An Evening with Sloan

One Chord to Another 20th Anniversary tour promo image (small) I am very excited for An Evening with SLOAN: the One Chord to Another 20th Anniversary Tour, coming up April 26th at the Rickshaw Stop here in San Francisco. [This was AWESOME, by the way. – JLG, 5/9/16] Most of my past Sloan concert experiences, with a couple notable exceptions, have been solo affairs; this time, happily, I will share it with my friend Chris (to whom I introduced the music of Sloan about 8 years ago by now). Tickets are on sale now for all you Canucks and Canuckophiles out there.

According to Exclaim.ca, your best source for the Canadian music news you crave, “Sloan will play two sets a night, with a full-album performance of One Chord to Another preceding a more general set of ‘hits and fan favourites.'” They played two sets behind their latest album, Commonwealth (a double album), at Rickshaw Stop a little over a year ago, and it was amazing.

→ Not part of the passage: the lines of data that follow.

use std::sync::Arc;
use std::time::Duration;

use chrono::{DateTime, Utc};
use serde::{Deserialize, Serialize};
use sha2::{Digest, Sha256};
use tracing::{debug, warn};

use crate::cache::{self, keys, CacheBackend};
use crate::error::{EngineError, EngineResult};

#[derive(Debug, Clone, Serialize, Deserialize)]
#[serde(rename_all = "camelCase")]
pub struct Session {
    pub session_id: String,
    pub user_id: String,
    pub created_at: DateTime<Utc>,
    pub last_activity: DateTime<Utc>,
    pub is_active: bool,
    pub refresh_token_hash: Option<String>,
}

pub fn hash_token(token: &str) -> String {
    let mut hasher = Sha256::new();
    hasher.update(token.as_bytes());
    hex::encode(hasher.finalize())
}

/// Active-session and revoked-token bookkeeping over the cache backend.
///
/// Reads fail open: an unreachable backend answers "not blacklisted" rather
/// than silently blocking every request. This is an explicit degraded mode.
/// Revocation writes are different: a no-op revocation is not acceptable,
/// so they surface `DegradedDependency` for the caller to retry.
pub struct SessionRegistry {
    backend: Arc<dyn CacheBackend>,
    session_ttl: Duration,
}

impl SessionRegistry {
    pub fn new(backend: Arc<dyn CacheBackend>, session_ttl: Duration) -> Self {
        Self {
            backend,
            session_ttl,
        }
    }

    pub async fn register_session(
        &self,
        user_id: &str,
        refresh_token: Option<&str>,
    ) -> EngineResult<Session> {
        let now = Utc::now();
        let session = Session {
            session_id: uuid::Uuid::new_v4().to_string(),
            user_id: user_id.to_string(),
            created_at: now,
            last_activity: now,
            is_active: true,
            refresh_token_hash: refresh_token.map(hash_token),
        };

        let written = cache::set_json(
            &*self.backend,
            &keys::session_key(&session.session_id),
            &session,
            Some(self.session_ttl),
        )
        .await;
        if !written {
            return Err(EngineError::DegradedDependency(
                "session registry unreachable".to_string(),
            ));
        }

        self.backend
            .sadd(
                &keys::user_sessions_key(user_id),
                &session.session_id,
                Some(self.session_ttl),
            )
            .await;

        debug!(user_id, session_id = %session.session_id, "session registered");
        Ok(session)
    }

    pub async fn get_session(&self, session_id: &str) -> Option<Session> {
        cache::get_json(&*self.backend, &keys::session_key(session_id)).await
    }

    /// Sliding-window activity refresh.
    pub async fn touch_session(&self, session_id: &str) -> EngineResult<()> {
        let key = keys::session_key(session_id);
        let mut session: Session = cache::get_json(&*self.backend, &key)
            .await
            .ok_or_else(|| EngineError::NotFound(format!("session {session_id}")))?;

        session.last_activity = Utc::now();
        cache::set_json(&*self.backend, &key, &session, Some(self.session_ttl)).await;
        // Keep the user's session index alive as long as any session is.
        self.backend
            .expire(&keys::user_sessions_key(&session.user_id), self.session_ttl)
            .await;
        Ok(())
    }

    pub async fn end_session(&self, session_id: &str) {
        if let Some(session) = self.get_session(session_id).await {
            self.backend
                .srem(&keys::user_sessions_key(&session.user_id), session_id)
                .await;
        }
        self.backend.delete(&keys::session_key(session_id)).await;
    }

    /// Idempotent. TTL equals the token's remaining validity; a token that
    /// is already past its expiry needs no entry at all.
    pub async fn blacklist_token(
        &self,
        token: &str,
        expires_at: DateTime<Utc>,
    ) -> EngineResult<()> {
        let remaining = (expires_at - Utc::now()).to_std().unwrap_or(Duration::ZERO);
        if remaining.is_zero() {
            return Ok(());
        }
        self.blacklist_hash(&hash_token(token), remaining).await
    }

    pub async fn is_token_blacklisted(&self, token: &str) -> bool {
        self.backend
            .exists(&keys::blacklist_key(&hash_token(token)))
            .await
    }

    /// Cascade: end every session for the user and blacklist each
    /// associated refresh token for the full session TTL (an upper bound on
    /// its remaining validity).
    pub async fn invalidate_user(&self, user_id: &str) -> EngineResult<usize> {
        let sessions_key = keys::user_sessions_key(user_id);
        let session_ids = self.backend.smembers(&sessions_key).await;

        let mut ended = 0usize;
        let mut degraded = false;
        for session_id in &session_ids {
            if let Some(session) = self.get_session(session_id).await {
                if let Some(hash) = &session.refresh_token_hash {
                    if self.blacklist_hash(hash, self.session_ttl).await.is_err() {
                        degraded = true;
                    }
                }
            }
            self.backend.delete(&keys::session_key(session_id)).await;
            ended += 1;
        }
        self.backend.delete(&sessions_key).await;

        if degraded {
            return Err(EngineError::DegradedDependency(format!(
                "token blacklist unreachable while invalidating user {user_id}"
            )));
        }

        debug!(user_id, ended, "user sessions invalidated");
        Ok(ended)
    }

    async fn blacklist_hash(&self, token_hash: &str, ttl: Duration) -> EngineResult<()> {
        let written = self
            .backend
            .set_raw(&keys::blacklist_key(token_hash), "1", Some(ttl))
            .await;
        if !written {
            warn!("token blacklist write failed");
            return Err(EngineError::DegradedDependency(
                "token blacklist unreachable".to_string(),
            ));
        }
        Ok(())
    }
}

As for One Chord to Another (a.k.a. “OCTA”), it has a special place in my heart for many reasons. It was my first Sloan CD, acquired at a record store on St. Mark’s Place over spring break 1997, visiting my childhood best friend Will during his sweet gig as an RA at NYU. I remember listening to it on my Discman on the Gray Line bus on the way back from NYC to Ithaca. In a classic college thing, I’d gotten a ride from Madison to Ithaca and back from some girls I knew from Model UN, and the bus from Ithaca was super cheap.

Discmans, the Gray Line from NYC to Ithaca, record stores on St. Mark’s — they are all gone, but Sloan is still together, and at that moment that was unthinkable. Sloan had reportedly recorded OCTA separately and broken up. That was it. Sloan, 1991-1996. Then in 1998 I saw Navy Blues on the shelf at Best Buy or something and I was floored, happy, excited. Thus began an obsession.

In 2001 I made a long-weekend pilgrimage to, well, the other side of the Midwest to see Sloan with Will in both Detroit and Cleveland, the aforementioned notable exceptions. (I made a subdomain for it, for goodness sake.) For that walk down memory lane, read my review.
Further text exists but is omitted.